_Collected data_
*****

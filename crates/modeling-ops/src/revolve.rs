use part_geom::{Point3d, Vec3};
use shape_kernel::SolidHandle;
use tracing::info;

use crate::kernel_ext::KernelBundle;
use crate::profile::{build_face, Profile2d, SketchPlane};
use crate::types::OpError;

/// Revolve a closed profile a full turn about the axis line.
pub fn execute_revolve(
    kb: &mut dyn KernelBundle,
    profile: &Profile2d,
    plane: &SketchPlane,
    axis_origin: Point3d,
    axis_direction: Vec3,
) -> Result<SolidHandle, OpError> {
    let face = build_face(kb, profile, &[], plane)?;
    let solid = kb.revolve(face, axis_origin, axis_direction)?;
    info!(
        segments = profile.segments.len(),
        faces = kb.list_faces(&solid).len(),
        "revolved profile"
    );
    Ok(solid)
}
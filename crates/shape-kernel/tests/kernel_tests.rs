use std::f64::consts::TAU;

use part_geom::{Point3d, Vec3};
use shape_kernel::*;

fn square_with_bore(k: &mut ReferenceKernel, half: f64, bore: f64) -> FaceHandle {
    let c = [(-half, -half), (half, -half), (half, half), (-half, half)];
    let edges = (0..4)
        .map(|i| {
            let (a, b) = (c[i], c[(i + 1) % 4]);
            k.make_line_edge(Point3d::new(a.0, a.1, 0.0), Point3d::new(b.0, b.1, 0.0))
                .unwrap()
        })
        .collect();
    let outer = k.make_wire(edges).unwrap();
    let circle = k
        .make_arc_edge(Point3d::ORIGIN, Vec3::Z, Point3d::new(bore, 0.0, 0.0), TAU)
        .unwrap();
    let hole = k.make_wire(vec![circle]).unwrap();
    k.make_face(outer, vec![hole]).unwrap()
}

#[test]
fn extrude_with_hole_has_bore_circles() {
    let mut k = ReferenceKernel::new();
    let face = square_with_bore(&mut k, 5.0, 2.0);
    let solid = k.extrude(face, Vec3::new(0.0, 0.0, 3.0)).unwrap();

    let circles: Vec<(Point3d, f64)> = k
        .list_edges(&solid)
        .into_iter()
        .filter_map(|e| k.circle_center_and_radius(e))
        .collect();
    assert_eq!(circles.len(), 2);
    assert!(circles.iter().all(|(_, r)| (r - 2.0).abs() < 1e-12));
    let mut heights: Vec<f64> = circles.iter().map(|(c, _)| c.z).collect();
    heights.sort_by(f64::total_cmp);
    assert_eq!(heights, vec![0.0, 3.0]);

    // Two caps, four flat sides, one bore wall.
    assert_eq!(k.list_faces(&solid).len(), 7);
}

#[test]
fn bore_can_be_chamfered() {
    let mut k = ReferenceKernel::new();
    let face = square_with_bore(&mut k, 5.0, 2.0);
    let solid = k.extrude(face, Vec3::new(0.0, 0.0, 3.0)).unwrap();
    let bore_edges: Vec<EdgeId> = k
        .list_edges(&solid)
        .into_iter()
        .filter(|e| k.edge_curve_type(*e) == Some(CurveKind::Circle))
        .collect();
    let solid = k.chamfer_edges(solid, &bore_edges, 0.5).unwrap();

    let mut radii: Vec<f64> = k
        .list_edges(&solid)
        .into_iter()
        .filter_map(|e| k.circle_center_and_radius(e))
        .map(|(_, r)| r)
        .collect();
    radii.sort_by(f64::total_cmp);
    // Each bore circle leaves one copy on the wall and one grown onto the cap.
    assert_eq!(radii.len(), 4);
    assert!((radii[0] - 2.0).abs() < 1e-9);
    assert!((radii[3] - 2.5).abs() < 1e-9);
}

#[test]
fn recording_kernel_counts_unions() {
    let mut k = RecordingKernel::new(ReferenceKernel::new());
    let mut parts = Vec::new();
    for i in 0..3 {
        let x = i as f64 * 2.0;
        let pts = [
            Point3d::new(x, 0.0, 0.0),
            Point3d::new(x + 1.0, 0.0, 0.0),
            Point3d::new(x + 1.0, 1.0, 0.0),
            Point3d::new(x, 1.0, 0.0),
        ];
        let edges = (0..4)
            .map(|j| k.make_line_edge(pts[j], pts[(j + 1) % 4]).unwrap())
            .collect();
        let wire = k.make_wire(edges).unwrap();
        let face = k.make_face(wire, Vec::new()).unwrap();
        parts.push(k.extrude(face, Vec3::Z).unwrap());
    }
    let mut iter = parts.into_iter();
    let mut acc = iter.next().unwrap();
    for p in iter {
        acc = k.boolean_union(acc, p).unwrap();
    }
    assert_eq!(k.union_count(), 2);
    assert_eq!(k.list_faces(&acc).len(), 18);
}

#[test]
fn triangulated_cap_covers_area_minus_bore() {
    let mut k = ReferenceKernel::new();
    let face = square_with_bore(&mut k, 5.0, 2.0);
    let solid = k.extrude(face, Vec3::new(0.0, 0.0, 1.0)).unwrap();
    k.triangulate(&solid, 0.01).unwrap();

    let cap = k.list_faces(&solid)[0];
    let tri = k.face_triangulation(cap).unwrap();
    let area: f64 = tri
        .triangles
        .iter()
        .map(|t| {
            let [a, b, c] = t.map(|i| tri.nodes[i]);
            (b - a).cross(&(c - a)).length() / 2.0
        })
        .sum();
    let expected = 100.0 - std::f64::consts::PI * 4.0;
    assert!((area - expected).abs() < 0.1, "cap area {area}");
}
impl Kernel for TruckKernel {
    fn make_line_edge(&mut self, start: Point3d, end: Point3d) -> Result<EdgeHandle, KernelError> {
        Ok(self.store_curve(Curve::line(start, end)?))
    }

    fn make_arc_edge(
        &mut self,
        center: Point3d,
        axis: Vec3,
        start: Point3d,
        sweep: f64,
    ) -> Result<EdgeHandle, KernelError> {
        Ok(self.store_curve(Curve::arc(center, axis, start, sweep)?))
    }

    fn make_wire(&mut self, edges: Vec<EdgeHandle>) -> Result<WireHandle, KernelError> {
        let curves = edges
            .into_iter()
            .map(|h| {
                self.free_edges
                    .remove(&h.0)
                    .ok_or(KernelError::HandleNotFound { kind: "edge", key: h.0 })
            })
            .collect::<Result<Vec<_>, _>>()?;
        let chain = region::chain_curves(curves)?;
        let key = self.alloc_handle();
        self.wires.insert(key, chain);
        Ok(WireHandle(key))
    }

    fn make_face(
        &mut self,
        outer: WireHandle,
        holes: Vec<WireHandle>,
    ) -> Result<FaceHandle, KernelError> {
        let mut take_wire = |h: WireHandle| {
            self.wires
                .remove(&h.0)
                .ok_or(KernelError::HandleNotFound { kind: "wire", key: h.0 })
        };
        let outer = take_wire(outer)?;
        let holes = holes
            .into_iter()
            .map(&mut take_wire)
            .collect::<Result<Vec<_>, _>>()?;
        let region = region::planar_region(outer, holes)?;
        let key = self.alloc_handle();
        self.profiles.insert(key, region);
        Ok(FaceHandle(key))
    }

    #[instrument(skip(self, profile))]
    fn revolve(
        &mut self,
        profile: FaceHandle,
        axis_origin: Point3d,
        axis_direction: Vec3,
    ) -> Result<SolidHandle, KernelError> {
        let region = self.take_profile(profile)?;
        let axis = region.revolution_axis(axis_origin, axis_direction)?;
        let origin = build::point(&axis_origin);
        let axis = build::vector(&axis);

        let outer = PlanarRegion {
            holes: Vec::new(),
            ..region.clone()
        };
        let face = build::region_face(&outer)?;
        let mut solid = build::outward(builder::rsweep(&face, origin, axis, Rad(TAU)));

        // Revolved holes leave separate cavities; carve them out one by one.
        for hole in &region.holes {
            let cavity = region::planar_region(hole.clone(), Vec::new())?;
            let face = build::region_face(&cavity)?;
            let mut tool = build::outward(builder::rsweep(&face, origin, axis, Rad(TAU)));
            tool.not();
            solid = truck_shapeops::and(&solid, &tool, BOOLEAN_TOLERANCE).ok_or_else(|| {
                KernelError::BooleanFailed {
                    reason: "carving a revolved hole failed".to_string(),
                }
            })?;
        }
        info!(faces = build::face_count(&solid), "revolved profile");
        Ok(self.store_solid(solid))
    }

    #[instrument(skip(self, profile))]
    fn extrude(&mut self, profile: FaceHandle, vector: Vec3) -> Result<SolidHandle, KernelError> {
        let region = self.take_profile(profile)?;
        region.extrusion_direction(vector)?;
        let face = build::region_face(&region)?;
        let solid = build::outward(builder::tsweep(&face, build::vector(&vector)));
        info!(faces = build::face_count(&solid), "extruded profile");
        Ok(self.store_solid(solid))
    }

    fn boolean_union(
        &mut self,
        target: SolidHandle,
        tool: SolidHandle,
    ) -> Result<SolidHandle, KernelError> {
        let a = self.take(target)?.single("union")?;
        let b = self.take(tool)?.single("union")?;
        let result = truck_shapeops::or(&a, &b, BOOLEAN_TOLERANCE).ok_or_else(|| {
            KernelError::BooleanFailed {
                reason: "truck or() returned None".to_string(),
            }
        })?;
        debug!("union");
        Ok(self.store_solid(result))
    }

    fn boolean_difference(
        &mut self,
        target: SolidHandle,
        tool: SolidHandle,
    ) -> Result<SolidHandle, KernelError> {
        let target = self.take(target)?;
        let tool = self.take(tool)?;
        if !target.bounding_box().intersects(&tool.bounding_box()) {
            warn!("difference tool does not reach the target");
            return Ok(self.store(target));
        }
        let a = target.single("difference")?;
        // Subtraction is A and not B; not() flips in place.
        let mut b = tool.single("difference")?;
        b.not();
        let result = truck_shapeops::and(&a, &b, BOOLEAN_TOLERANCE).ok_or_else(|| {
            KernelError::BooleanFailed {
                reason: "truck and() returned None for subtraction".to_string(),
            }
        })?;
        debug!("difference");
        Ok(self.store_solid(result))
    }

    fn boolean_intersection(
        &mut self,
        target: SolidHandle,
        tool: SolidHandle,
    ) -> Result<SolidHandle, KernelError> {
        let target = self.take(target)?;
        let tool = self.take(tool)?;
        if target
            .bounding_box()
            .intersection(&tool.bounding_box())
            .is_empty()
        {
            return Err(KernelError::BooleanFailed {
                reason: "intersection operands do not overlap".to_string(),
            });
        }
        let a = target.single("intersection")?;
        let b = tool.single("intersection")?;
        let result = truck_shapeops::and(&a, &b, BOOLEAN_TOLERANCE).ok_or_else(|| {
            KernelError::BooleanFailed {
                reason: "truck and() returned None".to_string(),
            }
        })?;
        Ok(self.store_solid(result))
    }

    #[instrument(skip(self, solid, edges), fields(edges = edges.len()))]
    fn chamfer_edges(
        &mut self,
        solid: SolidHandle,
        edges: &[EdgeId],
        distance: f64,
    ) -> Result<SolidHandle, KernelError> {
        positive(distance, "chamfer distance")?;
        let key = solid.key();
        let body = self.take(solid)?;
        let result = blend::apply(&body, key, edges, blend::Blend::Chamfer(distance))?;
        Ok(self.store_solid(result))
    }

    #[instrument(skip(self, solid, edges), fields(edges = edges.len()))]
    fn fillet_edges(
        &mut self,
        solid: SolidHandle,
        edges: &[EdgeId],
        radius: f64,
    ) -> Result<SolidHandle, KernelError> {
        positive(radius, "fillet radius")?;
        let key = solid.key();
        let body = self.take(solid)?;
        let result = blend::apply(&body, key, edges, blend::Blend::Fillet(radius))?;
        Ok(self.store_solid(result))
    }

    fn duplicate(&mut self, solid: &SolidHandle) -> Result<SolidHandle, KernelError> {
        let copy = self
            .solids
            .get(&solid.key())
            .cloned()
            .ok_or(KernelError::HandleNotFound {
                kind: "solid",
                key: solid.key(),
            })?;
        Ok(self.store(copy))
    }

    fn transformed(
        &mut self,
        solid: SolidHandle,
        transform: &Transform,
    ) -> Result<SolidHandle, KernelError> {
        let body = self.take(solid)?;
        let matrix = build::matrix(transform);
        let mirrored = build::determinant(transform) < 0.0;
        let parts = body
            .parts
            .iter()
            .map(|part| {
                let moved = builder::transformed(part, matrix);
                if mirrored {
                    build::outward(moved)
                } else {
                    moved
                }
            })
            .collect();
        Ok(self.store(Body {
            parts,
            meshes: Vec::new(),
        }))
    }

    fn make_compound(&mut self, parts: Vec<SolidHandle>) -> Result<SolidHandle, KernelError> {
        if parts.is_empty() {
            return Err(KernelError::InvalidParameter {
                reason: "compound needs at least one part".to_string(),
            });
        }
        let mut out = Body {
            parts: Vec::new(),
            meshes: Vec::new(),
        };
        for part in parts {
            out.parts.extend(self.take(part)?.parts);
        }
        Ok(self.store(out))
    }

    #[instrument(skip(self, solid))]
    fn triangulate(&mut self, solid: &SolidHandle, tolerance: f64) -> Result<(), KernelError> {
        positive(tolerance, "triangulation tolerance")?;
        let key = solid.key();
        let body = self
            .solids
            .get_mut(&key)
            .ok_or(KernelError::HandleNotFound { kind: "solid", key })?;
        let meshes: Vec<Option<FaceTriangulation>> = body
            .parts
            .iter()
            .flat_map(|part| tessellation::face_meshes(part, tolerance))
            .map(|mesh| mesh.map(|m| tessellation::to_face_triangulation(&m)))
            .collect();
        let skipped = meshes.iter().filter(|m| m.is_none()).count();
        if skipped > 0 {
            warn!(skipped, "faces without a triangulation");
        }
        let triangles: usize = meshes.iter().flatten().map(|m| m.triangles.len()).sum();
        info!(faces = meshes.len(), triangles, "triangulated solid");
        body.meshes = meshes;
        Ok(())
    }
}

*****

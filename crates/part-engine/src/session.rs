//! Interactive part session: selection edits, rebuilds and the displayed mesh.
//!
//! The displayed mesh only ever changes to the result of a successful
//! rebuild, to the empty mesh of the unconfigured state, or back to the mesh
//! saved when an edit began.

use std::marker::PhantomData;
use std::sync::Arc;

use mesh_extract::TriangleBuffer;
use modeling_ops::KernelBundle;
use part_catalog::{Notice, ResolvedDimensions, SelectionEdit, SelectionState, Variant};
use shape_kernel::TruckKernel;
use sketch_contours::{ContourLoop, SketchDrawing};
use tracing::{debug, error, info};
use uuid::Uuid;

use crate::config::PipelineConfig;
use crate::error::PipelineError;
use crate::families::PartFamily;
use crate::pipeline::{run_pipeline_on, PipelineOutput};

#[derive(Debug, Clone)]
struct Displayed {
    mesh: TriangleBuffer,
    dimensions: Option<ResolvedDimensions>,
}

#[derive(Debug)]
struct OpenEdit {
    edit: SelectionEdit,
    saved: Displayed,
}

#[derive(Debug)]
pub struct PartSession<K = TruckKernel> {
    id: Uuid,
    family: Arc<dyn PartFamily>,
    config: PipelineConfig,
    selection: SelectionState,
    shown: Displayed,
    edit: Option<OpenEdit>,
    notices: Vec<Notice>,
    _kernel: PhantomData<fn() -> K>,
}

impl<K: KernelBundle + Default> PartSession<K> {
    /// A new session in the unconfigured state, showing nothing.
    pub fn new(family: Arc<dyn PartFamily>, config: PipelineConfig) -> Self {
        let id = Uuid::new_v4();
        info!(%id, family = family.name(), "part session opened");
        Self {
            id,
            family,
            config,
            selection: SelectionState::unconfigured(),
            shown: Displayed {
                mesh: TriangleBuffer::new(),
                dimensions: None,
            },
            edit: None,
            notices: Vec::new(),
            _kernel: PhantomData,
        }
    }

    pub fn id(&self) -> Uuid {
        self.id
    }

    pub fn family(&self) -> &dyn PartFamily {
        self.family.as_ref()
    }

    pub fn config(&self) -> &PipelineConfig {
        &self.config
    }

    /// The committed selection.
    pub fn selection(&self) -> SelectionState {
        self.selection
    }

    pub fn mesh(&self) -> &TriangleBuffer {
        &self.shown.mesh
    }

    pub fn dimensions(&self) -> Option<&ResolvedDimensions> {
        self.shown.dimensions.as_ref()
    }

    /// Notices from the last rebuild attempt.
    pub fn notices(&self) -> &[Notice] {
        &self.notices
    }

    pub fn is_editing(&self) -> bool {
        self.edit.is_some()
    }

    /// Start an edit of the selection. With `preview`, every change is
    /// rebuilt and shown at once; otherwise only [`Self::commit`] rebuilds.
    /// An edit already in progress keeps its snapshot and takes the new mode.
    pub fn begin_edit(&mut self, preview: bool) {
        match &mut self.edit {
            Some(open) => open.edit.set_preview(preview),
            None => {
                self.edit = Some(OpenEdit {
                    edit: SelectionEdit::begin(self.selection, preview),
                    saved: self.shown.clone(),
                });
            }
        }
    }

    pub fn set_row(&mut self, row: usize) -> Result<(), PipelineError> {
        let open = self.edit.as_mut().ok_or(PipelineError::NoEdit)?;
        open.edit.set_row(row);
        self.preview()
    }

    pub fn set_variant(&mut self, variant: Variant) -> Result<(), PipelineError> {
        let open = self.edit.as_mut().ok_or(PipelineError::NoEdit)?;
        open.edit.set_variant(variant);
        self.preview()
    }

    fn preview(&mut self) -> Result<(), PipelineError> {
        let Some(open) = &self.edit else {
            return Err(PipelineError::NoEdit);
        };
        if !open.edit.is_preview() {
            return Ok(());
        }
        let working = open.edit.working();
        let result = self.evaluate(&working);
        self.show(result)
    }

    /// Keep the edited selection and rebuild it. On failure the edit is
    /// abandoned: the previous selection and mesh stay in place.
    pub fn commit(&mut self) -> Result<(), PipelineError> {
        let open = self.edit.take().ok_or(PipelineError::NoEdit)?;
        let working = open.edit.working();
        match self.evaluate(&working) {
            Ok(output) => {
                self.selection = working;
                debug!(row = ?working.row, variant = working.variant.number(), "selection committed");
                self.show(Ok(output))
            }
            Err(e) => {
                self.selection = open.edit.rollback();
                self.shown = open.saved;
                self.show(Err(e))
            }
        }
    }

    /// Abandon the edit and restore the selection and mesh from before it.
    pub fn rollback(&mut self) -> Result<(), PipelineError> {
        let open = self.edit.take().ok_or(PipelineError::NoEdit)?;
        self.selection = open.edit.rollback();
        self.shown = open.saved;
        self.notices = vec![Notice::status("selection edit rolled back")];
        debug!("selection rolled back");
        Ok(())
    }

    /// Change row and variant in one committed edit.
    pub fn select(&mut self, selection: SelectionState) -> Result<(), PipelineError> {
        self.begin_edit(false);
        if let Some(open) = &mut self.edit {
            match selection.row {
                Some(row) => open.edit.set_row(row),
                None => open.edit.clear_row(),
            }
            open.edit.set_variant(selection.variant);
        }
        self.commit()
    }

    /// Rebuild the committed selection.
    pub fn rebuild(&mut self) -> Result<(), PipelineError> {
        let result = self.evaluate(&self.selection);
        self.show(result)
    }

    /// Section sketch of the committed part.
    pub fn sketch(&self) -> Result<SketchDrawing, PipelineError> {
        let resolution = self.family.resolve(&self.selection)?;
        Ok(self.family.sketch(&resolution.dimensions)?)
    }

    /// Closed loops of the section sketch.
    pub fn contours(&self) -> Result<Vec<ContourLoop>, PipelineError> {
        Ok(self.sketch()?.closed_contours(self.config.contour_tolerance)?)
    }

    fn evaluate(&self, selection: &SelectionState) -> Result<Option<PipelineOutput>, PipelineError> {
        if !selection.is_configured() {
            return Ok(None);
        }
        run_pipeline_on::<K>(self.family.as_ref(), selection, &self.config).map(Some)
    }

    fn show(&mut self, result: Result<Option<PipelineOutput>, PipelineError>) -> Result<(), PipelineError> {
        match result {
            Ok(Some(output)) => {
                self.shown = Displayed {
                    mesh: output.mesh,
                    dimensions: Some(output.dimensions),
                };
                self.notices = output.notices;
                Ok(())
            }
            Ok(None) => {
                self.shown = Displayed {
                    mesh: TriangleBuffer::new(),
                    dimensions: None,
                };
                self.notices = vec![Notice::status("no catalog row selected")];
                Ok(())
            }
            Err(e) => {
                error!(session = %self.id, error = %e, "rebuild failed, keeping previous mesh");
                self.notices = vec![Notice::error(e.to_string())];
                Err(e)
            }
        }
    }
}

*****

_AIM OF THE TASK_
Among the lines of the data above, some may hold the word "shown"; report how many, as a single number.

_ANSWER SPACE_
10